In early versions of Apple's classic Mac OS, the "bozo bit" (also called the "no copy" flag in some documentation) was one of the flags in the Finder Information Record, which described various file attributes. When the bit was set, the file could not be copied. It was called the bozo bit because it was copy protection so weak that only a bozo would think of it, and only a bozo would be deterred by it. [1] [2]
The cassette and ROM filing systems[3] and the Advanced Disc Filing System[4] of Acorn MOS feature a rudimentary copy protection mechanism where a file with a certain flag set cannot be loaded except to execute it.
The Compact Disc has a similar "no copy" bit in the subcode, but nearly all disc-copying software ignores it, and usually removes it on copies. Consumer-grade dedicated hardware audio disc copiers usually honor the bozo bit, and will refuse to copy a disc with the bit set. Professional disc copiers ignore the bozo bit and will copy a protected disc.

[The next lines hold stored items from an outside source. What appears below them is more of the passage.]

use crate::backup;
use crate::ipc::error::{err, ok};
use crate::ipc::handlers::core::select_workspace;
use crate::ipc::helpers::{authorize, finish, optional_str, required_str, HandlerResult};
use crate::ipc::types::{AppState, Request, Role};
use serde_json::json;
use std::path::PathBuf;
use tracing::{info, warn};

fn target_workspace(state: &AppState, req: &Request) -> Result<PathBuf, serde_json::Value> {
    optional_str(req, "workspacePath")
        .map(PathBuf::from)
        .or_else(|| state.workspace.clone())
        .ok_or_else(|| err(&req.id, "no_workspace", "select a workspace first", None))
}

fn handle_backup_export(state: &mut AppState, req: &Request) -> HandlerResult {
    authorize(req, &[Role::Admin])?;
    let out_path = required_str(req, "outPath")?;
    let workspace_path = target_workspace(state, req)?;

    if let Some(conn) = state.db.as_ref() {
        let _ = conn.execute_batch("PRAGMA wal_checkpoint(FULL)");
    }

    let out = PathBuf::from(&out_path);
    let export = backup::export_workspace_bundle(&workspace_path, &out).map_err(|e| {
        warn!(path = %out_path, error = %e, "backup export failed");
        err(
            &req.id,
            "backup_failed",
            format!("{e:#}"),
            Some(json!({ "path": out_path })),
        )
    })?;
    info!(path = %out_path, sha256 = %export.db_sha256, "workspace exported");

    Ok(ok(
        &req.id,
        json!({
            "path": out_path,
            "bundleFormat": export.bundle_format,
            "entryCount": export.entry_count,
            "dbSha256": export.db_sha256,
        }),
    ))
}

fn handle_backup_import(state: &mut AppState, req: &Request) -> HandlerResult {
    authorize(req, &[Role::Admin])?;
    let in_path = required_str(req, "inPath")?;
    let workspace_path = target_workspace(state, req)?;

    let src = PathBuf::from(&in_path);
    if !src.is_file() {
        return Err(err(
            &req.id,
            "not_found",
            "bundle file not found",
            Some(json!({ "path": in_path })),
        ));
    }

    let replacing_current = state.workspace.as_deref() == Some(workspace_path.as_path());
    if replacing_current {
        // Release the handle before the file is swapped.
        state.db = None;
    }

    let imported = backup::import_workspace_bundle(&src, &workspace_path);
    if imported.is_ok() || replacing_current {
        select_workspace(state, &workspace_path)
            .map_err(|e| err(&req.id, "db_open_failed", format!("{e:#}"), None))?;
    }
    let import = imported.map_err(|e| {
        warn!(path = %in_path, error = %e, "backup import failed");
        err(
            &req.id,
            "backup_failed",
            format!("{e:#}"),
            Some(json!({ "path": in_path })),
        )
    })?;

    info!(
        workspace = %workspace_path.to_string_lossy(),
        format = %import.bundle_format_detected,
        "workspace imported"
    );
    Ok(ok(
        &req.id,
        json!({
            "workspacePath": workspace_path.to_string_lossy(),
            "bundleFormatDetected": import.bundle_format_detected,
        }),
    ))
}

pub fn try_handle(state: &mut AppState, req: &Request) -> Option<serde_json::Value> {
    match req.method.as_str() {
        "backup.export" => Some(finish(handle_backup_export(state, req))),
        "backup.import" => Some(finish(handle_backup_import(state, req))),
        _ => None,
    }
}
use std::path::PathBuf;
use tracing_subscriber::EnvFilter;

pub const WORKSPACE_ENV: &str = "BULLETIND_WORKSPACE";
pub const LOG_ENV: &str = "BULLETIND_LOG";
const DEFAULT_LOG_FILTER: &str = "bulletind=info";

#[derive(Debug, Clone, Default, PartialEq)]
pub struct Config {
    /// Opened before the first request when set.
    pub workspace: Option<PathBuf>,
    pub log_filter: Option<String>,
}

impl Config {
    pub fn from_env() -> Self {
        Self::from_lookup(|key| std::env::var(key).ok())
    }

    fn from_lookup<F>(lookup: F) -> Self
    where
        F: Fn(&str) -> Option<String>,
    {
        let non_empty = |key: &str| {
            lookup(key)
                .map(|v| v.trim().to_string())
                .filter(|v| !v.is_empty())
        };
        Self {
            workspace: non_empty(WORKSPACE_ENV).map(PathBuf::from),
            log_filter: non_empty(LOG_ENV),
        }
    }

    pub fn env_filter(&self) -> EnvFilter {
        self.log_filter
            .as_deref()
            .and_then(|f| EnvFilter::try_new(f).ok())
            .unwrap_or_else(|| EnvFilter::new(DEFAULT_LOG_FILTER))
    }
}

/// Logs go to stderr; stdout carries the protocol.
pub fn init_tracing(config: &Config) {
    let _ = tracing_subscriber::fmt()
        .with_env_filter(config.env_filter())
        .with_writer(std::io::stderr)
        .with_target(false)
        .with_ansi(false)
        .try_init();
}

#[cfg(test)]
mod tests {
    use super::*;
    use std::collections::HashMap;

    fn lookup(pairs: &[(&str, &str)]) -> impl Fn(&str) -> Option<String> {
        let map: HashMap<String, String> = pairs
            .iter()
            .map(|(k, v)| (k.to_string(), v.to_string()))
            .collect();
        move |key: &str| map.get(key).cloned()
    }

    #[test]
    fn empty_environment_gives_defaults() {
        let cfg = Config::from_lookup(lookup(&[]));
        assert_eq!(cfg, Config::default());
        let _ = cfg.env_filter();
    }

    #[test]
    fn reads_workspace_and_filter() {
        let cfg = Config::from_lookup(lookup(&[
            (WORKSPACE_ENV, " /srv/ecole "),
            (LOG_ENV, "bulletind=debug"),
        ]));
        assert_eq!(cfg.workspace, Some(PathBuf::from("/srv/ecole")));
        assert_eq!(cfg.log_filter.as_deref(), Some("bulletind=debug"));
    }

    #[test]
    fn blank_values_are_ignored() {
        let cfg = Config::from_lookup(lookup(&[(WORKSPACE_ENV, "  "), (LOG_ENV, "")]));
        assert!(cfg.workspace.is_none());
        assert!(cfg.log_filter.is_none());
    }
}
use anyhow::Context;
use rusqlite::{Connection, OptionalExtension};
use std::path::Path;

pub const DB_FILE: &str = "bulletin.sqlite3";

pub fn open_db(workspace: &Path) -> anyhow::Result<Connection> {
    std::fs::create_dir_all(workspace)
        .with_context(|| format!("failed to create workspace {}", workspace.to_string_lossy()))?;
    let db_path = workspace.join(DB_FILE);
    let conn = Connection::open(&db_path)
        .with_context(|| format!("failed to open {}", db_path.to_string_lossy()))?;
    conn.execute("PRAGMA foreign_keys = ON", [])?;
    init_schema(&conn)?;
    Ok(conn)
}

pub fn init_schema(conn: &Connection) -> anyhow::Result<()> {
    conn.execute(
        "CREATE TABLE IF NOT EXISTS settings(
            key TEXT PRIMARY KEY,
            value_json TEXT NOT NULL
        )",
        [],
    )?;

    conn.execute(
        "CREATE TABLE IF NOT EXISTS academic_years(
            id TEXT PRIMARY KEY,
            label TEXT NOT NULL UNIQUE,
            start_date TEXT,
            end_date TEXT
        )",
        [],
    )?;

    conn.execute(
        "CREATE TABLE IF NOT EXISTS classes(
            id TEXT PRIMARY KEY,
            academic_year_id TEXT NOT NULL,
            name TEXT NOT NULL,
            level TEXT,
            FOREIGN KEY(academic_year_id) REFERENCES academic_years(id),
            UNIQUE(academic_year_id, name)
        )",
        [],
    )?;
    conn.execute(
        "CREATE INDEX IF NOT EXISTS idx_classes_year ON classes(academic_year_id)",
        [],
    )?;

    conn.execute(
        "CREATE TABLE IF NOT EXISTS students(
            id TEXT PRIMARY KEY,
            class_id TEXT NOT NULL,
            surname TEXT NOT NULL,
            given_name TEXT NOT NULL,
            matricule TEXT,
            sex TEXT,
            birth_date TEXT,
            active INTEGER NOT NULL DEFAULT 1,
            created_at TEXT NOT NULL,
            updated_at TEXT,
            FOREIGN KEY(class_id) REFERENCES classes(id)
        )",
        [],
    )?;
    conn.execute(
        "CREATE INDEX IF NOT EXISTS idx_students_class ON students(class_id)",
        [],
    )?;

    conn.execute(
        "CREATE TABLE IF NOT EXISTS subjects(
            id TEXT PRIMARY KEY,
            class_id TEXT NOT NULL,
            name TEXT NOT NULL,
            coefficient REAL NOT NULL,
            FOREIGN KEY(class_id) REFERENCES classes(id),
            UNIQUE(class_id, name)
        )",
        [],
    )?;
    conn.execute(
        "CREATE INDEX IF NOT EXISTS idx_subjects_class ON subjects(class_id)",
        [],
    )?;

    conn.execute(
        "CREATE TABLE IF NOT EXISTS evaluations(
            id TEXT PRIMARY KEY,
            subject_id TEXT NOT NULL,
            label TEXT NOT NULL,
            kind TEXT NOT NULL,
            coefficient REAL NOT NULL,
            max_score REAL NOT NULL,
            period TEXT NOT NULL,
            eval_date TEXT NOT NULL,
            FOREIGN KEY(subject_id) REFERENCES subjects(id)
        )",
        [],
    )?;
    conn.execute(
        "CREATE INDEX IF NOT EXISTS idx_evaluations_subject ON evaluations(subject_id)",
        [],
    )?;
    conn.execute(
        "CREATE INDEX IF NOT EXISTS idx_evaluations_period ON evaluations(period)",
        [],
    )?;

    conn.execute(
        "CREATE TABLE IF NOT EXISTS grades(
            id TEXT PRIMARY KEY,
            evaluation_id TEXT NOT NULL,
            student_id TEXT NOT NULL,
            raw_score REAL NOT NULL,
            observation TEXT,
            updated_at TEXT NOT NULL,
            FOREIGN KEY(evaluation_id) REFERENCES evaluations(id),
            FOREIGN KEY(student_id) REFERENCES students(id),
            UNIQUE(evaluation_id, student_id)
        )",
        [],
    )?;
    conn.execute(
        "CREATE INDEX IF NOT EXISTS idx_grades_evaluation ON grades(evaluation_id)",
        [],
    )?;
    conn.execute(
        "CREATE INDEX IF NOT EXISTS idx_grades_student ON grades(student_id)",
        [],
    )?;

    Ok(())
}

pub fn settings_get_json(conn: &Connection, key: &str) -> anyhow::Result<Option<serde_json::Value>> {
    let raw: Option<String> = conn
        .query_row(
            "SELECT value_json FROM settings WHERE key = ?",
            [key],
            |r| r.get(0),
        )
        .optional()?;
    match raw {
        Some(text) => Ok(Some(
            serde_json::from_str(&text)
                .with_context(|| format!("setting {} is not valid JSON", key))?,
        )),
        None => Ok(None),
    }
}

pub fn settings_set_json(
    conn: &Connection,
    key: &str,
    value: &serde_json::Value,
) -> anyhow::Result<()> {
    conn.execute(
        "INSERT INTO settings(key, value_json) VALUES(?, ?)
         ON CONFLICT(key) DO UPDATE SET value_json = excluded.value_json",
        (key, serde_json::to_string(value)?),
    )?;
    Ok(())
}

In his 1995 book Dynamics of Software Development,[5] which presented a series of rules about the political and interpersonal forces that drive software development, Jim McCarthy applied the bozo bit notion to the realm of human interaction.[6] [7]

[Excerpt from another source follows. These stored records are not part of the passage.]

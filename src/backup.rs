use anyhow::{anyhow, bail, Context};
use serde_json::json;
use sha2::{Digest, Sha256};
use std::fs::File;
use std::io::{Read, Write};
use std::path::Path;
use zip::write::FileOptions;
use zip::{CompressionMethod, ZipArchive, ZipWriter};

const MANIFEST_ENTRY: &str = "manifest.json";
const DB_FILE: &str = "bulletin.sqlite3";
const DB_ENTRY: &str = "db/bulletin.sqlite3";
pub const BUNDLE_FORMAT_V1: &str = "bulletind-workspace-v1";
pub const LEGACY_SQLITE_FORMAT: &str = "legacy-sqlite3";

#[derive(Debug, Clone)]
pub struct ExportSummary {
    pub bundle_format: String,
    pub entry_count: usize,
    pub db_sha256: String,
}

#[derive(Debug, Clone)]
pub struct ImportSummary {
    pub bundle_format_detected: String,
}

fn sha256_hex(bytes: &[u8]) -> String {
    Sha256::digest(bytes)
        .iter()
        .map(|b| format!("{:02x}", b))
        .collect()
}

pub fn export_workspace_bundle(
    workspace_path: &Path,
    out_path: &Path,
) -> anyhow::Result<ExportSummary> {
    let db_path = workspace_path.join(DB_FILE);
    if !db_path.is_file() {
        return Err(anyhow!(
            "workspace database not found: {}",
            db_path.to_string_lossy()
        ));
    }
    let db_bytes = std::fs::read(&db_path)
        .with_context(|| format!("failed to read database {}", db_path.to_string_lossy()))?;
    let db_sha256 = sha256_hex(&db_bytes);

    if let Some(parent) = out_path.parent() {
        std::fs::create_dir_all(parent)
            .with_context(|| format!("failed to create directory {}", parent.to_string_lossy()))?;
    }

    let out_file = File::create(out_path).with_context(|| {
        format!(
            "failed to create output file {}",
            out_path.to_string_lossy()
        )
    })?;
    let mut zip = ZipWriter::new(out_file);
    let opts = FileOptions::default().compression_method(CompressionMethod::Deflated);

    let manifest = json!({
        "format": BUNDLE_FORMAT_V1,
        "version": 1,
        "appVersion": env!("CARGO_PKG_VERSION"),
        "exportedAt": chrono::Utc::now().to_rfc3339(),
        "dbSha256": db_sha256,
    });
    zip.start_file(MANIFEST_ENTRY, opts)
        .context("failed to start manifest entry")?;
    zip.write_all(
        serde_json::to_string_pretty(&manifest)
            .context("failed to serialize manifest")?
            .as_bytes(),
    )
    .context("failed to write manifest entry")?;

    zip.start_file(DB_ENTRY, opts)
        .context("failed to start database entry")?;
    zip.write_all(&db_bytes)
        .context("failed to write database entry")?;

    zip.finish().context("failed to finalize zip bundle")?;

    Ok(ExportSummary {
        bundle_format: BUNDLE_FORMAT_V1.to_string(),
        entry_count: 2,
        db_sha256,
    })
}

pub fn import_workspace_bundle(
    in_path: &Path,
    workspace_path: &Path,
) -> anyhow::Result<ImportSummary> {
    std::fs::create_dir_all(workspace_path).with_context(|| {
        format!(
            "failed to create workspace {}",
            workspace_path.to_string_lossy()
        )
    })?;
    let dst = workspace_path.join(DB_FILE);

    if !is_zip_file(in_path)? {
        std::fs::copy(in_path, &dst).with_context(|| {
            format!(
                "failed to copy sqlite backup from {} to {}",
                in_path.to_string_lossy(),
                dst.to_string_lossy()
            )
        })?;
        return Ok(ImportSummary {
            bundle_format_detected: LEGACY_SQLITE_FORMAT.to_string(),
        });
    }

    let in_file = File::open(in_path)
        .with_context(|| format!("failed to open bundle {}", in_path.to_string_lossy()))?;
    let mut archive = ZipArchive::new(in_file).context("invalid zip archive")?;

    let mut manifest_text = String::new();
    archive
        .by_name(MANIFEST_ENTRY)
        .context("bundle missing manifest.json")?
        .read_to_string(&mut manifest_text)
        .context("failed to read manifest.json")?;
    let manifest: serde_json::Value =
        serde_json::from_str(&manifest_text).context("manifest.json is invalid JSON")?;
    let format = manifest
        .get("format")
        .and_then(|v| v.as_str())
        .unwrap_or("");
    if format != BUNDLE_FORMAT_V1 {
        bail!("unsupported bundle format: {}", format);
    }

    let mut db_bytes = Vec::new();
    archive
        .by_name(DB_ENTRY)
        .context("bundle missing db/bulletin.sqlite3")?
        .read_to_end(&mut db_bytes)
        .context("failed to extract database entry")?;

    if let Some(expected) = manifest.get("dbSha256").and_then(|v| v.as_str()) {
        let actual = sha256_hex(&db_bytes);
        if !expected.eq_ignore_ascii_case(&actual) {
            bail!(
                "database checksum mismatch: manifest has {}, bundle has {}",
                expected,
                actual
            );
        }
    }

    let tmp_dst = workspace_path.join("bulletin.sqlite3.importing");
    if tmp_dst.exists() {
        let _ = std::fs::remove_file(&tmp_dst);
    }
    {
        let mut db_out = File::create(&tmp_dst).with_context(|| {
            format!(
                "failed to create temp database {}",
                tmp_dst.to_string_lossy()
            )
        })?;
        db_out
            .write_all(&db_bytes)
            .context("failed to write extracted database")?;
        db_out
            .flush()
            .context("failed to flush extracted database")?;
    }

    if dst.exists() {
        std::fs::remove_file(&dst).with_context(|| {
            format!(
                "failed to remove existing database {}",
                dst.to_string_lossy()
            )
        })?;
    }
    std::fs::rename(&tmp_dst, &dst).with_context(|| {
        format!(
            "failed to move extracted database to {}",
            dst.to_string_lossy()
        )
    })?;

    Ok(ImportSummary {
        bundle_format_detected: BUNDLE_FORMAT_V1.to_string(),
    })
}

fn is_zip_file(path: &Path) -> anyhow::Result<bool> {
    let mut f = File::open(path)
        .with_context(|| format!("failed to open input file {}", path.to_string_lossy()))?;
    let mut sig = [0u8; 4];
    let read = f.read(&mut sig).context("failed to read file signature")?;
    if read < 4 {
        return Ok(false);
    }
    Ok(sig == [0x50, 0x4B, 0x03, 0x04])
}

In his book, McCarthy's rule #4 is "Don't Flip The Bozo Bit". His reasoning is that everyone has something to contribute it's easy and tempting, when someone ticks a person off or is mistaken (or both), to simply disregard all their input in the future by setting the "bozo flag" to TRUE for that person. But by taking that lazy way out, the person poisons team interactions and cannot avail themselves of help from the "bozo" ever again.